## Activity
Please write out the data exactly, line by line.

[Dataset entries]

-- Opening Marker --

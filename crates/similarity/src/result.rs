//! Output types for critic ranking.

/// Similarity of one critic to the user.
#[derive(Debug, Clone, PartialEq)]
pub struct CriticScore {
    /// Rater identity.
    rater: String,
    /// Column position in the ratings table.
    column: usize,
    /// Euclidean distance over shared titles; `+inf` without overlap.
    distance: f64,
    /// Number of titles rated by both the user and this critic.
    n_shared: usize,
}

impl CriticScore {
    /// Creates a new `CriticScore`.
    pub(crate) fn new(rater: String, column: usize, distance: f64, n_shared: usize) -> Self {
        Self {
            rater,
            column,
            distance,
            n_shared,
        }
    }

    /// Returns the rater identity.
    pub fn rater(&self) -> &str {
        &self.rater
    }

    /// Returns the column position in the ratings table.
    pub fn column(&self) -> usize {
        self.column
    }

    /// Returns the distance (`f64::INFINITY` when nothing is shared).
    pub fn distance(&self) -> f64 {
        self.distance
    }

    /// Returns the number of shared rated titles.
    pub fn n_shared(&self) -> usize {
        self.n_shared
    }

    /// Returns `true` if the critic rated at least one title the user rated.
    pub fn has_overlap(&self) -> bool {
        self.n_shared > 0
    }
}

/// Result of a critic ranking query.
///
/// Holds every candidate score sorted nearest-first and the selected critic
/// names (at most k, all with overlap).
#[derive(Debug, Clone, PartialEq)]
pub struct RankedCritics {
    scores: Vec<CriticScore>,
    selected: Vec<String>,
    k: usize,
}

impl RankedCritics {
    /// Creates a new `RankedCritics`.
    pub(crate) fn new(scores: Vec<CriticScore>, selected: Vec<String>, k: usize) -> Self {
        Self {
            scores,
            selected,
            k,
        }
    }

    /// Returns the selected critic names, nearest first.
    pub fn selected(&self) -> &[String] {
        &self.selected
    }

    /// Consumes the result and returns the selected critic names.
    pub fn into_selected(self) -> Vec<String> {
        self.selected
    }

    /// Returns every candidate score, nearest first.
    pub fn scores(&self) -> &[CriticScore] {
        &self.scores
    }

    /// Returns the requested number of critics.
    pub fn k(&self) -> usize {
        self.k
    }

    /// Returns how many of the requested critics could not be selected.
    pub fn shortfall(&self) -> usize {
        self.k.saturating_sub(self.selected.len())
    }

    /// Returns the distance of `rater`, if it was a candidate.
    pub fn distance_of(&self, rater: &str) -> Option<f64> {
        self.scores
            .iter()
            .find(|s| s.rater == rater)
            .map(|s| s.distance)
    }
}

-- Closing Marker --

## Answer to the exercise
filename crates/similarity/src/result.rs
//! Output types for critic ranking.

/// Similarity of one critic to the user.
#[derive(Debug, Clone, PartialEq)]
pub struct CriticScore {
    /// Rater identity.
    rater: String,
    /// Column position in the ratings table.
    column: usize,
    /// Euclidean distance over shared titles; `+inf` without overlap.
    distance: f64,
    /// Number of titles rated by both the user and this critic.
    n_shared: usize,
}

impl CriticScore {
    /// Creates a new `CriticScore`.
    pub(crate) fn new(rater: String, column: usize, distance: f64, n_shared: usize) -> Self {
        Self {
            rater,
            column,
            distance,
            n_shared,
        }
    }

    /// Returns the rater identity.
    pub fn rater(&self) -> &str {
        &self.rater
    }

    /// Returns the column position in the ratings table.
    pub fn column(&self) -> usize {
        self.column
    }

    /// Returns the distance (`f64::INFINITY` when nothing is shared).
    pub fn distance(&self) -> f64 {
        self.distance
    }

    /// Returns the number of shared rated titles.
    pub fn n_shared(&self) -> usize {
        self.n_shared
    }

    /// Returns `true` if the critic rated at least one title the user rated.
    pub fn has_overlap(&self) -> bool {
        self.n_shared > 0
    }
}

/// Result of a critic ranking query.
///
/// Holds every candidate score sorted nearest-first and the selected critic
/// names (at most k, all with overlap).
#[derive(Debug, Clone, PartialEq)]
pub struct RankedCritics {
    scores: Vec<CriticScore>,
    selected: Vec<String>,
    k: usize,
}

impl RankedCritics {
    /// Creates a new `RankedCritics`.
    pub(crate) fn new(scores: Vec<CriticScore>, selected: Vec<String>, k: usize) -> Self {
        Self {
            scores,
            selected,
            k,
        }
    }

    /// Returns the selected critic names, nearest first.
    pub fn selected(&self) -> &[String] {
        &self.selected
    }

    /// Consumes the result and returns the selected critic names.
    pub fn into_selected(self) -> Vec<String> {
        self.selected
    }

    /// Returns every candidate score, nearest first.
    pub fn scores(&self) -> &[CriticScore] {
        &self.scores
    }

    /// Returns the requested number of critics.
    pub fn k(&self) -> usize {
        self.k
    }

    /// Returns how many of the requested critics could not be selected.
    pub fn shortfall(&self) -> usize {
        self.k.saturating_sub(self.selected.len())
    }

    /// Returns the distance of `rater`, if it was a candidate.
    pub fn distance_of(&self, rater: &str) -> Option<f64> {
        self.scores
            .iter()
            .find(|s| s.rater == rater)
            .map(|s| s.distance)
    }
}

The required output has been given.